● **DESCRIPTION OF THE TASK**
All that is needed is the listing, transcribed exactly and in full.

━━━━━━━━━━━━━━━━━━━━━━━━━━━━━━

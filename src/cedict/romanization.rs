//! Formatting policies applied to segmented text.

use std::borrow::Cow;

use super::dictionary::Dictionary;
use super::segment::Segment;
use super::types::models::Syllable;

/// Decides how segmented text is written out.
///
/// A conversion walks the [`Segment`]s of the input once. Every syllable of a
/// matched word goes through [`format_syllable`](Self::format_syllable) and
/// every unmatched character through [`format_char`](Self::format_char).
/// Non-empty pieces are joined with [`separator`](Self::separator); empty
/// pieces are dropped without leaving a separator behind.
pub trait Romanization {
    /// Placed between two consecutive non-empty pieces.
    fn separator(&self) -> &str;

    fn format_syllable<'a>(&self, syllable: &'a Syllable) -> Cow<'a, str>;

    fn format_char(&self, c: char) -> Cow<'static, str>;
}

/// Full pinyin with tone digits: `中国` becomes `Zhong1 guo2`.
///
/// Unmatched characters are copied through, except whitespace which is
/// dropped (the separator already spaces the output).
#[derive(Debug, Clone, Copy, Default)]
pub struct Pinyin;

impl Romanization for Pinyin {
    fn separator(&self) -> &str {
        " "
    }

    fn format_syllable<'a>(&self, syllable: &'a Syllable) -> Cow<'a, str> {
        Cow::Borrowed(syllable.raw_value())
    }

    fn format_char(&self, c: char) -> Cow<'static, str> {
        if c.is_whitespace() {
            Cow::Borrowed("")
        } else {
            Cow::Owned(c.to_string())
        }
    }
}

/// Lowercase initials with no separator: `中国` becomes `zg`.
#[derive(Debug, Clone, Copy, Default)]
pub struct Initials;

impl Initials {
    /// ASCII uppercase is lowered; lowercase letters and numerals are kept;
    /// anything else has no initial.
    ///
    /// Numerals are any Unicode numeric character, so `〇` and `²` count.
    pub fn initial(c: char) -> Option<char> {
        if c.is_ascii_uppercase() {
            Some(c.to_ascii_lowercase())
        } else if c.is_lowercase() || c.is_numeric() {
            Some(c)
        } else {
            None
        }
    }

    fn piece(c: Option<char>) -> Cow<'static, str> {
        c.and_then(Self::initial)
            .map_or(Cow::Borrowed(""), |c| Cow::Owned(c.to_string()))
    }
}

impl Romanization for Initials {
    fn separator(&self) -> &str {
        ""
    }

    fn format_syllable<'a>(&self, syllable: &'a Syllable) -> Cow<'a, str> {
        Self::piece(syllable.value().chars().next())
    }

    fn format_char(&self, c: char) -> Cow<'static, str> {
        Self::piece(Some(c))
    }
}

/// A policy assembled from two closures and a separator.
///
/// ```
/// # use cedict_pinyin::{Dictionary, FnRomanization, Syllable};
/// let dict: Dictionary = "中國 中国 [Zhong1 guo2] /China/\n".parse().unwrap();
/// let dashed = FnRomanization::new(
///     |s: &Syllable| s.value().to_lowercase(),
///     |c: char| c.to_string(),
///     "-",
/// );
/// assert_eq!(dict.convert("中国", &dashed), "zhong-guo");
/// ```
pub struct FnRomanization<S, C> {
    format_syllable: S,
    format_char: C,
    separator: String,
}

impl<S, C> FnRomanization<S, C>
where
    S: Fn(&Syllable) -> String,
    C: Fn(char) -> String,
{
    pub fn new(format_syllable: S, format_char: C, separator: impl Into<String>) -> Self {
        Self {
            format_syllable,
            format_char,
            separator: separator.into(),
        }
    }
}

impl<S, C> Romanization for FnRomanization<S, C>
where
    S: Fn(&Syllable) -> String,
    C: Fn(char) -> String,
{
    fn separator(&self) -> &str {
        &self.separator
    }

    fn format_syllable<'a>(&self, syllable: &'a Syllable) -> Cow<'a, str> {
        Cow::Owned((self.format_syllable)(syllable))
    }

    fn format_char(&self, c: char) -> Cow<'static, str> {
        Cow::Owned((self.format_char)(c))
    }
}

/// Segments `text` against `dictionary` and formats it with `format`.
pub fn convert<F: Romanization + ?Sized>(dictionary: &Dictionary, text: &str, format: &F) -> String {
    let separator = format.separator();
    let mut out = String::with_capacity(text.len() * 2);
    let mut push = |piece: &str| {
        if piece.is_empty() {
            return;
        }
        if !out.is_empty() {
            out.push_str(separator);
        }
        out.push_str(piece);
    };

    for segment in dictionary.segments(text) {
        match segment {
            Segment::Word { entry, .. } => {
                for syllable in &entry.syllables {
                    push(&format.format_syllable(syllable));
                }
            }
            Segment::Char(c) => push(&format.format_char(c)),
        }
    }
    out
}

#[cfg(test)]
mod tests {
    use super::*;

    #[test]
    fn initial_rule() {
        assert_eq!(Initials::initial('Z'), Some('z'));
        assert_eq!(Initials::initial('g'), Some('g'));
        assert_eq!(Initials::initial('3'), Some('3'));
        assert_eq!(Initials::initial('〇'), Some('〇'));
        assert_eq!(Initials::initial('²'), Some('²'));
        assert_eq!(Initials::initial('ü'), Some('ü'));
        assert_eq!(Initials::initial('·'), None);
        assert_eq!(Initials::initial(','), None);
        assert_eq!(Initials::initial(' '), None);
        assert_eq!(Initials::initial('中'), None);
    }

    #[test]
    fn pinyin_drops_whitespace_only() {
        assert_eq!(Pinyin.format_char(' '), "");
        assert_eq!(Pinyin.format_char('\u{3000}'), "");
        assert_eq!(Pinyin.format_char('A'), "A");
        assert_eq!(Pinyin.format_char('，'), "，");
    }

    #[test]
    fn initials_of_toneless_syllable() {
        assert_eq!(Initials.format_syllable(&Syllable::new("xx5")), "x");
        assert_eq!(Initials.format_syllable(&Syllable::new("5")), "");
        assert_eq!(Initials.format_syllable(&Syllable::new("·")), "");
    }
}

━━━━━━━━━━━━━━━━━━━━━━━━━━━━━━

● **RESPONSE**
filename src/cedict/romanization.rs
//! Formatting policies applied to segmented text.

use std::borrow::Cow;

use super::dictionary::Dictionary;
use super::segment::Segment;
use super::types::models::Syllable;

/// Decides how segmented text is written out.
///
/// A conversion walks the [`Segment`]s of the input once. Every syllable of a
/// matched word goes through [`format_syllable`](Self::format_syllable) and
/// every unmatched character through [`format_char`](Self::format_char).
/// Non-empty pieces are joined with [`separator`](Self::separator); empty
/// pieces are dropped without leaving a separator behind.
pub trait Romanization {
    /// Placed between two consecutive non-empty pieces.
    fn separator(&self) -> &str;

    fn format_syllable<'a>(&self, syllable: &'a Syllable) -> Cow<'a, str>;

    fn format_char(&self, c: char) -> Cow<'static, str>;
}

/// Full pinyin with tone digits: `中国` becomes `Zhong1 guo2`.
///
/// Unmatched characters are copied through, except whitespace which is
/// dropped (the separator already spaces the output).
#[derive(Debug, Clone, Copy, Default)]
pub struct Pinyin;

impl Romanization for Pinyin {
    fn separator(&self) -> &str {
        " "
    }

    fn format_syllable<'a>(&self, syllable: &'a Syllable) -> Cow<'a, str> {
        Cow::Borrowed(syllable.raw_value())
    }

    fn format_char(&self, c: char) -> Cow<'static, str> {
        if c.is_whitespace() {
            Cow::Borrowed("")
        } else {
            Cow::Owned(c.to_string())
        }
    }
}

/// Lowercase initials with no separator: `中国` becomes `zg`.
#[derive(Debug, Clone, Copy, Default)]
pub struct Initials;

impl Initials {
    /// ASCII uppercase is lowered; lowercase letters and numerals are kept;
    /// anything else has no initial.
    ///
    /// Numerals are any Unicode numeric character, so `〇` and `²` count.
    pub fn initial(c: char) -> Option<char> {
        if c.is_ascii_uppercase() {
            Some(c.to_ascii_lowercase())
        } else if c.is_lowercase() || c.is_numeric() {
            Some(c)
        } else {
            None
        }
    }

    fn piece(c: Option<char>) -> Cow<'static, str> {
        c.and_then(Self::initial)
            .map_or(Cow::Borrowed(""), |c| Cow::Owned(c.to_string()))
    }
}

impl Romanization for Initials {
    fn separator(&self) -> &str {
        ""
    }

    fn format_syllable<'a>(&self, syllable: &'a Syllable) -> Cow<'a, str> {
        Self::piece(syllable.value().chars().next())
    }

    fn format_char(&self, c: char) -> Cow<'static, str> {
        Self::piece(Some(c))
    }
}

/// A policy assembled from two closures and a separator.
///
/// ```
/// # use cedict_pinyin::{Dictionary, FnRomanization, Syllable};
/// let dict: Dictionary = "中國 中国 [Zhong1 guo2] /China/\n".parse().unwrap();
/// let dashed = FnRomanization::new(
///     |s: &Syllable| s.value().to_lowercase(),
///     |c: char| c.to_string(),
///     "-",
/// );
/// assert_eq!(dict.convert("中国", &dashed), "zhong-guo");
/// ```
pub struct FnRomanization<S, C> {
    format_syllable: S,
    format_char: C,
    separator: String,
}

impl<S, C> FnRomanization<S, C>
where
    S: Fn(&Syllable) -> String,
    C: Fn(char) -> String,
{
    pub fn new(format_syllable: S, format_char: C, separator: impl Into<String>) -> Self {
        Self {
            format_syllable,
            format_char,
            separator: separator.into(),
        }
    }
}

impl<S, C> Romanization for FnRomanization<S, C>
where
    S: Fn(&Syllable) -> String,
    C: Fn(char) -> String,
{
    fn separator(&self) -> &str {
        &self.separator
    }

    fn format_syllable<'a>(&self, syllable: &'a Syllable) -> Cow<'a, str> {
        Cow::Owned((self.format_syllable)(syllable))
    }

    fn format_char(&self, c: char) -> Cow<'static, str> {
        Cow::Owned((self.format_char)(c))
    }
}

/// Segments `text` against `dictionary` and formats it with `format`.
pub fn convert<F: Romanization + ?Sized>(dictionary: &Dictionary, text: &str, format: &F) -> String {
    let separator = format.separator();
    let mut out = String::with_capacity(text.len() * 2);
    let mut push = |piece: &str| {
        if piece.is_empty() {
            return;
        }
        if !out.is_empty() {
            out.push_str(separator);
        }
        out.push_str(piece);
    };

    for segment in dictionary.segments(text) {
        match segment {
            Segment::Word { entry, .. } => {
                for syllable in &entry.syllables {
                    push(&format.format_syllable(syllable));
                }
            }
            Segment::Char(c) => push(&format.format_char(c)),
        }
    }
    out
}

#[cfg(test)]
mod tests {
    use super::*;

    #[test]
    fn initial_rule() {
        assert_eq!(Initials::initial('Z'), Some('z'));
        assert_eq!(Initials::initial('g'), Some('g'));
        assert_eq!(Initials::initial('3'), Some('3'));
        assert_eq!(Initials::initial('〇'), Some('〇'));
        assert_eq!(Initials::initial('²'), Some('²'));
        assert_eq!(Initials::initial('ü'), Some('ü'));
        assert_eq!(Initials::initial('·'), None);
        assert_eq!(Initials::initial(','), None);
        assert_eq!(Initials::initial(' '), None);
        assert_eq!(Initials::initial('中'), None);
    }

    #[test]
    fn pinyin_drops_whitespace_only() {
        assert_eq!(Pinyin.format_char(' '), "");
        assert_eq!(Pinyin.format_char('\u{3000}'), "");
        assert_eq!(Pinyin.format_char('A'), "A");
        assert_eq!(Pinyin.format_char('，'), "，");
    }

    #[test]
    fn initials_of_toneless_syllable() {
        assert_eq!(Initials.format_syllable(&Syllable::new("xx5")), "x");
        assert_eq!(Initials.format_syllable(&Syllable::new("5")), "");
        assert_eq!(Initials.format_syllable(&Syllable::new("·")), "");
    }
}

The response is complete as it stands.